Grit’s tenants have to pay their rents in hard currency. For the company’s blue-chip multinationals, that’s not a problem. Grit doesn’t hedge on currencies due to the cost, and retail – which makes up about 25% of the portfolio – is the only sector where currency risk is borne by the tenant. That makes finding more profitable ways of using retail space a strategic priority.
Whether click and collect is profitable will in part depend on whether customers will pay in advance. Last-mile delivery costs and customer resistance to paying until they see the goods are obstacles for African e-commerce retailers such as Jumia, which has yet to make a profit. Grit’s strategy is betting that a person who comes to a pick-up point at a mall is more likely to complete a purchase than someone who has simply browsed and clicked at home.
- The cost of trying to find customers in the absence of formal address systems is avoided.
- Veenhuis says that even if the click and collect purchase is not collected, the goods are now at a central point which is already receiving footfall and from which they can be sold without further cost.
- The plan is to redeploy land adjacent to shopping malls for warehouses where purchases can be collected.
COVID-19 has highlighted the need to change the African retail space use, says Veenhuis.
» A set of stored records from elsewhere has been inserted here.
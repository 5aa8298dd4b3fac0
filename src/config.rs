use crate::types::Config;
use anyhow::{bail, Result};
use std::fs;

impl Config {
    pub fn load(path: &str) -> Result<Self> {
        let contents = fs::read_to_string(path)?;
        let config: Config = serde_yaml::from_str(&contents)?;
        config.validate()?;
        Ok(config)
    }

    /// Reject degenerate zone polygons before any processing state exists.
    pub fn validate(&self) -> Result<()> {
        for zone in &self.zones {
            if zone.polygon.len() < 3 {
                bail!(
                    "zone '{}' has {} vertices, need at least 3",
                    zone.name,
                    zone.polygon.len()
                );
            }
        }
        for camera in &self.cameras {
            for zone in &camera.zones {
                if zone.polygon.len() < 3 {
                    bail!(
                        "camera '{}' zone '{}' has {} vertices, need at least 3",
                        camera.id,
                        zone.name,
                        zone.polygon.len()
                    );
                }
            }
        }
        Ok(())
    }
}

#[cfg(test)]
mod tests {
    use crate::types::*;

    fn minimal_config(polygon: Vec<[i32; 2]>) -> Config {
        Config {
            video: VideoConfig {
                input_dir: "videos".to_string(),
                output_dir: "output".to_string(),
                save_annotated: false,
            },
            detection: DetectionConfig {
                model_path: "models/yolo11n.onnx".to_string(),
                confidence_threshold: 0.4,
                nms_iou_threshold: 0.45,
                track_retention_frames: 90,
            },
            analysis: AnalysisConfig {
                min_wait_sec_filter: 1.0,
                sample_stride: 1,
                track_union: false,
            },
            stream: StreamConfig {
                enabled: false,
                target_fps: 15.0,
                wait_policy: WaitPolicy::Lifetime,
                camera: None,
            },
            zones: vec![ZoneConfig {
                name: "Queue".to_string(),
                polygon,
                color: None,
            }],
            cameras: vec![],
            recommendations: RecommendationsConfig::default(),
            logging: LoggingConfig {
                level: "info".to_string(),
            },
        }
    }

    #[test]
    fn test_valid_polygon_accepted() {
        let config = minimal_config(vec![[0, 0], [10, 0], [10, 10]]);
        assert!(config.validate().is_ok());
    }

    #[test]
    fn test_degenerate_polygon_rejected() {
        let config = minimal_config(vec![[0, 0], [10, 0]]);
        assert!(config.validate().is_err());
    }
}
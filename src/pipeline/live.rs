// src/pipeline/live.rs
//
// Live streaming over a looping source: wall-clock timing, throttled to
// `target_fps`, each frame emitted as a snapshot payload. The caller drives
// the loop (`next_snapshot`) so it can interleave delivery with shutdown
// signals; `stop_handle` flips the loop off from another task.

use crate::annotate::{self, ZoneOverlay};
use crate::occupancy::ZoneOccupancyTracker;
use crate::pipeline::metrics::PipelineMetrics;
use crate::source::TrackedFrameSource;
use crate::stats::{self, AnalysisReport};
use crate::types::{StreamConfig, WaitPolicy};
use crate::zones::Zone;
use anyhow::Result;
use serde::Serialize;
use std::sync::atomic::{AtomicBool, Ordering};
use std::sync::Arc;
use std::time::{Duration, Instant};
use tracing::info;

#[derive(Debug, Clone, Serialize)]
pub struct ZoneSnapshot {
    pub name: String,
    pub current_count: usize,
    /// Mean wait of the people currently inside, per the configured wait
    /// policy. `None` when the zone is empty.
    pub avg_wait: Option<f64>,
    pub max_queue_len: u32,
    pub people_ids: Vec<i64>,
}

#[derive(Debug, Clone, Serialize)]
pub struct StreamFrame {
    pub frame_id: u64,
    pub timestamp_sec: f64,
    /// JPEG data URL of the annotated frame; absent for pixel-less sources.
    #[serde(skip_serializing_if = "Option::is_none")]
    pub annotated_jpeg: Option<String>,
    pub zones: Vec<ZoneSnapshot>,
    pub measured_fps: f64,
}

pub struct LiveStream<S: TrackedFrameSource> {
    source: S,
    tracker: ZoneOccupancyTracker,
    wait_policy: WaitPolicy,
    min_wait_sec_filter: f64,
    target_interval: Duration,
    annotate: bool,
    started: Instant,
    last_frame_at: Option<Instant>,
    stop: Arc<AtomicBool>,
    released: bool,
    metrics: PipelineMetrics,
}

impl<S: TrackedFrameSource> LiveStream<S> {
    pub fn new(
        source: S,
        zones: Vec<Zone>,
        stream: &StreamConfig,
        min_wait_sec_filter: f64,
        annotate: bool,
    ) -> Self {
        let target_fps = if stream.target_fps > 0.0 {
            stream.target_fps
        } else {
            10.0
        };
        Self {
            source,
            tracker: ZoneOccupancyTracker::new(zones, false),
            wait_policy: stream.wait_policy,
            min_wait_sec_filter,
            target_interval: Duration::from_secs_f64(1.0 / target_fps),
            annotate,
            started: Instant::now(),
            last_frame_at: None,
            stop: Arc::new(AtomicBool::new(false)),
            released: false,
            metrics: PipelineMetrics::new(),
        }
    }

    /// Cloneable handle that stops the stream from another task.
    pub fn stop_handle(&self) -> Arc<AtomicBool> {
        Arc::clone(&self.stop)
    }

    pub fn stop(&self) {
        self.stop.store(true, Ordering::Relaxed);
    }

    pub fn metrics(&self) -> &PipelineMetrics {
        &self.metrics
    }

    /// Produce the next throttled snapshot, or `None` once stopped or the
    /// source is exhausted. Dwell advances by observed wall-clock time, so
    /// a stalled consumer does not distort wait figures.
    pub async fn next_snapshot(&mut self) -> Result<Option<StreamFrame>> {
        if self.stop.load(Ordering::Relaxed) {
            return Ok(None);
        }

        tokio::time::sleep(self.target_interval).await;

        if self.stop.load(Ordering::Relaxed) {
            return Ok(None);
        }

        let Some(tracked) = self.source.next_tracked()? else {
            return Ok(None);
        };

        let now = Instant::now();
        let dt = match self.last_frame_at {
            Some(prev) => (now - prev).as_secs_f64(),
            None => self.target_interval.as_secs_f64(),
        };
        self.last_frame_at = Some(now);
        let timestamp_sec = self.started.elapsed().as_secs_f64();

        let occupancy = self
            .tracker
            .observe_frame(timestamp_sec, dt, &tracked.agents);

        self.metrics.inc(&self.metrics.total_frames);
        self.metrics
            .add(&self.metrics.people_observed, tracked.agents.len() as u64);

        let zones: Vec<ZoneSnapshot> = self
            .tracker
            .zones()
            .iter()
            .map(|zone| {
                let mut people_ids: Vec<i64> =
                    occupancy.inside_per_zone[zone.index].iter().copied().collect();
                people_ids.sort_unstable();

                let avg_wait = if people_ids.is_empty() {
                    None
                } else {
                    let total: f64 = people_ids
                        .iter()
                        .map(|&tid| match self.wait_policy {
                            WaitPolicy::Lifetime => {
                                self.tracker.dwell().lifetime_seconds(zone.index, tid)
                            }
                            WaitPolicy::CurrentVisit => {
                                self.tracker.dwell().visit_seconds(zone.index, tid)
                            }
                        })
                        .sum();
                    Some(total / people_ids.len() as f64)
                };

                ZoneSnapshot {
                    name: zone.name.clone(),
                    current_count: people_ids.len(),
                    avg_wait,
                    max_queue_len: self
                        .tracker
                        .queue_lengths(zone.index)
                        .iter()
                        .copied()
                        .max()
                        .unwrap_or(0),
                    people_ids,
                }
            })
            .collect();

        let annotated_jpeg = if self.annotate && !tracked.frame.data.is_empty() {
            let overlays: Vec<ZoneOverlay> = zones
                .iter()
                .map(|z| ZoneOverlay {
                    current_count: z.current_count,
                    avg_wait: z.avg_wait,
                })
                .collect();
            let mat = annotate::draw_frame(
                &tracked.frame.data,
                tracked.frame.height as i32,
                self.tracker.zones(),
                &overlays,
                &tracked.agents,
            )?;
            let jpeg = annotate::encode_jpeg(&mat)?;
            Some(annotate::jpeg_data_url(&jpeg))
        } else {
            None
        };

        self.metrics.inc(&self.metrics.snapshots_emitted);

        Ok(Some(StreamFrame {
            frame_id: tracked.frame_id,
            timestamp_sec,
            annotated_jpeg,
            zones,
            measured_fps: self.metrics.fps(),
        }))
    }

    /// Aggregate everything observed so far into a report, using the same
    /// aggregation as batch mode.
    pub fn summary(&self) -> AnalysisReport {
        stats::build_report(
            &self.tracker,
            self.min_wait_sec_filter,
            self.source.fps(),
            None,
        )
    }

    /// Stop the stream and release the source. Invoking this twice releases
    /// the capture exactly once.
    pub fn cleanup(&mut self) -> Result<()> {
        self.stop();
        if !self.released {
            self.source.release()?;
            self.released = true;
            info!("Live stream cleaned up");
        }
        Ok(())
    }
}

impl<S: TrackedFrameSource> Drop for LiveStream<S> {
    fn drop(&mut self) {
        let _ = self.cleanup();
    }
}

#[cfg(test)]
mod tests {
    use super::*;
    use crate::geometry::Point;
    use crate::source::TrackedFrame;
    use crate::types::{AgentObservation, Frame};
    use std::collections::VecDeque;

    struct ScriptedSource {
        frames: VecDeque<Vec<AgentObservation>>,
        next_id: u64,
        releases: usize,
    }

    impl ScriptedSource {
        fn new(frames: Vec<Vec<AgentObservation>>) -> Self {
            Self {
                frames: frames.into(),
                next_id: 0,
                releases: 0,
            }
        }
    }

    impl TrackedFrameSource for ScriptedSource {
        fn next_tracked(&mut self) -> Result<Option<TrackedFrame>> {
            let Some(agents) = self.frames.pop_front() else {
                return Ok(None);
            };
            self.next_id += 1;
            Ok(Some(TrackedFrame {
                frame_id: self.next_id,
                frame: Frame {
                    data: Vec::new(),
                    width: 100,
                    height: 100,
                    timestamp_ms: 0.0,
                },
                agents,
            }))
        }

        fn fps(&self) -> f64 {
            25.0
        }

        fn dimensions(&self) -> (usize, usize) {
            (100, 100)
        }

        fn release(&mut self) -> Result<()> {
            self.releases += 1;
            Ok(())
        }
    }

    fn zone() -> Zone {
        Zone::new(
            "Entrance",
            0,
            vec![
                Point::new(0.0, 0.0),
                Point::new(50.0, 0.0),
                Point::new(50.0, 50.0),
                Point::new(0.0, 50.0),
            ],
        )
        .unwrap()
    }

    fn agent(tid: i64) -> AgentObservation {
        AgentObservation {
            track_id: Some(tid),
            bbox: [20.0, 20.0, 30.0, 30.0],
        }
    }

    fn stream_config(target_fps: f64, policy: WaitPolicy) -> StreamConfig {
        StreamConfig {
            enabled: true,
            target_fps,
            wait_policy: policy,
            camera: None,
        }
    }

    #[tokio::test]
    async fn test_snapshot_reports_current_occupants() {
        let source = ScriptedSource::new(vec![vec![agent(1), agent(2)], vec![agent(1)]]);
        let mut stream = LiveStream::new(
            source,
            vec![zone()],
            &stream_config(100.0, WaitPolicy::Lifetime),
            0.0,
            false,
        );

        let first = stream.next_snapshot().await.unwrap().unwrap();
        assert_eq!(first.zones[0].current_count, 2);
        assert_eq!(first.zones[0].people_ids, vec![1, 2]);
        assert!(first.zones[0].avg_wait.is_some());

        let second = stream.next_snapshot().await.unwrap().unwrap();
        assert_eq!(second.zones[0].current_count, 1);
        assert_eq!(second.zones[0].max_queue_len, 2);
    }

    #[tokio::test]
    async fn test_empty_zone_has_no_wait_figure() {
        let source = ScriptedSource::new(vec![Vec::new()]);
        let mut stream = LiveStream::new(
            source,
            vec![zone()],
            &stream_config(100.0, WaitPolicy::Lifetime),
            0.0,
            false,
        );
        let frame = stream.next_snapshot().await.unwrap().unwrap();
        assert_eq!(frame.zones[0].current_count, 0);
        assert_eq!(frame.zones[0].avg_wait, None);
    }

    #[tokio::test]
    async fn test_throttle_spaces_snapshots() {
        let source = ScriptedSource::new(vec![vec![agent(1)], vec![agent(1)]]);
        let mut stream = LiveStream::new(
            source,
            vec![zone()],
            &stream_config(50.0, WaitPolicy::Lifetime),
            0.0,
            false,
        );

        let start = Instant::now();
        stream.next_snapshot().await.unwrap().unwrap();
        stream.next_snapshot().await.unwrap().unwrap();
        // Two frames at 50 fps cannot arrive in under 2 * 20ms
        assert!(start.elapsed() >= Duration::from_millis(40));
    }

    #[tokio::test]
    async fn test_stop_ends_stream() {
        let source = ScriptedSource::new(vec![vec![agent(1)]; 100]);
        let mut stream = LiveStream::new(
            source,
            vec![zone()],
            &stream_config(100.0, WaitPolicy::Lifetime),
            0.0,
            false,
        );

        stream.next_snapshot().await.unwrap().unwrap();
        stream.stop_handle().store(true, Ordering::Relaxed);
        assert!(stream.next_snapshot().await.unwrap().is_none());
    }

    #[tokio::test]
    async fn test_cleanup_releases_exactly_once() {
        let source = ScriptedSource::new(vec![vec![agent(1)]]);
        let mut stream = LiveStream::new(
            source,
            vec![zone()],
            &stream_config(100.0, WaitPolicy::Lifetime),
            0.0,
            false,
        );
        stream.next_snapshot().await.unwrap();

        stream.cleanup().unwrap();
        stream.cleanup().unwrap();
        assert_eq!(stream.source.releases, 1);
        // Drop must not release again either
    }

    #[tokio::test]
    async fn test_current_visit_policy_resets_on_exit() {
        // Present, absent, present again: the current-visit figure at the
        // final frame covers only the return, while the summary's lifetime
        // total for the same run also includes the first visit.
        let script = vec![vec![agent(1)], vec![agent(1)], Vec::new(), vec![agent(1)]];
        let source = ScriptedSource::new(script);
        let mut stream = LiveStream::new(
            source,
            vec![zone()],
            &stream_config(200.0, WaitPolicy::CurrentVisit),
            0.0,
            false,
        );
        let mut last_visit = None;
        while let Some(frame) = stream.next_snapshot().await.unwrap() {
            last_visit = frame.zones[0].avg_wait.or(last_visit);
        }

        let lifetime_total = stream.summary().zones[0].wait_times[0];
        assert!(last_visit.unwrap() < lifetime_total);
    }

    #[tokio::test]
    async fn test_summary_matches_batch_aggregation() {
        let source = ScriptedSource::new(vec![vec![agent(1)]; 5]);
        let mut stream = LiveStream::new(
            source,
            vec![zone()],
            &stream_config(200.0, WaitPolicy::Lifetime),
            0.0,
            false,
        );
        while stream.next_snapshot().await.unwrap().is_some() {}

        let report = stream.summary();
        assert_eq!(report.frame_count, 5);
        assert_eq!(report.zones[0].metrics.total_people_tracked, 1);
        assert!(report.zones[0].metrics.avg_wait.unwrap() > 0.0);
    }
}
The purely retail mall concept “can’t work” in Africa, which was already oversupplied with malls before COVID-19, he argues.
- The click and collect model, he says, is the “hybrid stepping stone” that African retail needs before it can progress to full e-commerce.
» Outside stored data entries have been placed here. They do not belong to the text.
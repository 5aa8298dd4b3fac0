// src/pipeline/metrics.rs
//
// Production observability. Tracks timing, counts, and rates
// for both the batch and live pipelines. Export via logs.

use std::sync::atomic::{AtomicU64, Ordering};
use std::sync::Arc;
use std::time::Instant;

#[derive(Debug, Clone)]
pub struct PipelineMetrics {
    pub total_frames: Arc<AtomicU64>,
    pub people_observed: Arc<AtomicU64>,
    pub frames_annotated: Arc<AtomicU64>,
    pub snapshots_emitted: Arc<AtomicU64>,
    pub api_successes: Arc<AtomicU64>,
    pub api_failures: Arc<AtomicU64>,
    pub detect_time_us: Arc<AtomicU64>,
    pub started_at: Instant,
}

impl PipelineMetrics {
    pub fn new() -> Self {
        Self {
            total_frames: Arc::new(AtomicU64::new(0)),
            people_observed: Arc::new(AtomicU64::new(0)),
            frames_annotated: Arc::new(AtomicU64::new(0)),
            snapshots_emitted: Arc::new(AtomicU64::new(0)),
            api_successes: Arc::new(AtomicU64::new(0)),
            api_failures: Arc::new(AtomicU64::new(0)),
            detect_time_us: Arc::new(AtomicU64::new(0)),
            started_at: Instant::now(),
        }
    }

    pub fn inc(&self, counter: &AtomicU64) {
        counter.fetch_add(1, Ordering::Relaxed);
    }

    pub fn add(&self, counter: &AtomicU64, n: u64) {
        counter.fetch_add(n, Ordering::Relaxed);
    }

    pub fn set_timing(&self, counter: &AtomicU64, duration_us: u64) {
        counter.store(duration_us, Ordering::Relaxed);
    }

    /// Measured throughput since construction, not the container fps.
    pub fn fps(&self) -> f64 {
        let frames = self.total_frames.load(Ordering::Relaxed);
        let elapsed = self.started_at.elapsed().as_secs_f64();
        if elapsed > 0.01 {
            frames as f64 / elapsed
        } else {
            0.0
        }
    }

    pub fn summary(&self) -> MetricsSummary {
        MetricsSummary {
            total_frames: self.total_frames.load(Ordering::Relaxed),
            fps: self.fps(),
            people_observed: self.people_observed.load(Ordering::Relaxed),
            frames_annotated: self.frames_annotated.load(Ordering::Relaxed),
            snapshots_emitted: self.snapshots_emitted.load(Ordering::Relaxed),
            api_successes: self.api_successes.load(Ordering::Relaxed),
            api_failures: self.api_failures.load(Ordering::Relaxed),
            avg_detect_us: self.detect_time_us.load(Ordering::Relaxed),
            elapsed_secs: self.started_at.elapsed().as_secs_f64(),
        }
    }
}

impl Default for PipelineMetrics {
    fn default() -> Self {
        Self::new()
    }
}

#[derive(Debug, Clone, serde::Serialize)]
pub struct MetricsSummary {
    pub total_frames: u64,
    pub fps: f64,
    pub people_observed: u64,
    pub frames_annotated: u64,
    pub snapshots_emitted: u64,
    pub api_successes: u64,
    pub api_failures: u64,
    pub avg_detect_us: u64,
    pub elapsed_secs: f64,
}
- “Final-mile delivery doesn’t work yet,” says Veenhuis. “The solution hasn’t yet been found.”
- Only minor capital expenditure for will be needed for the repurposing, he adds.
Development finance funding
In Zambia, Grit owns 50% of the Cosmopolitan Mall in Lusaka, where tenants include Shoprite and Edgars & Game. It also owns all of the Mukuba Mall in Kitwe, which hosts Pick n Pay, and a 50% stake in the Kafubu Mall in Ndola. In Mozambique, Grit has 100% of Zimpeto Square in Maputo, and Mall de Tete.
Grit currently doesn’t have any healthcare properties, but Veenhuis expects that they will come to account for 10% to 15% of the portfolio. “Strip malls are becoming more mixed use,” and health centres may be part of that, he says. “Standalone retail space is not the way forward” in Africa.
- Tenants are still willing to sign long-term contracts for services and logistics property, which is a growth area, Veenhuis says.
- Data centres are also a source of predictable revenue streams, he adds.
Meanwhile, Grit is in “advanced talks” with development finance institutions to obtain debt and equity financing to help fund expansion of the asset base, Veenhuis says, declining to give an amount. Grit aims to secure the funding within three to six months.
COVID-19 is set to permanently change the face of African shopping malls.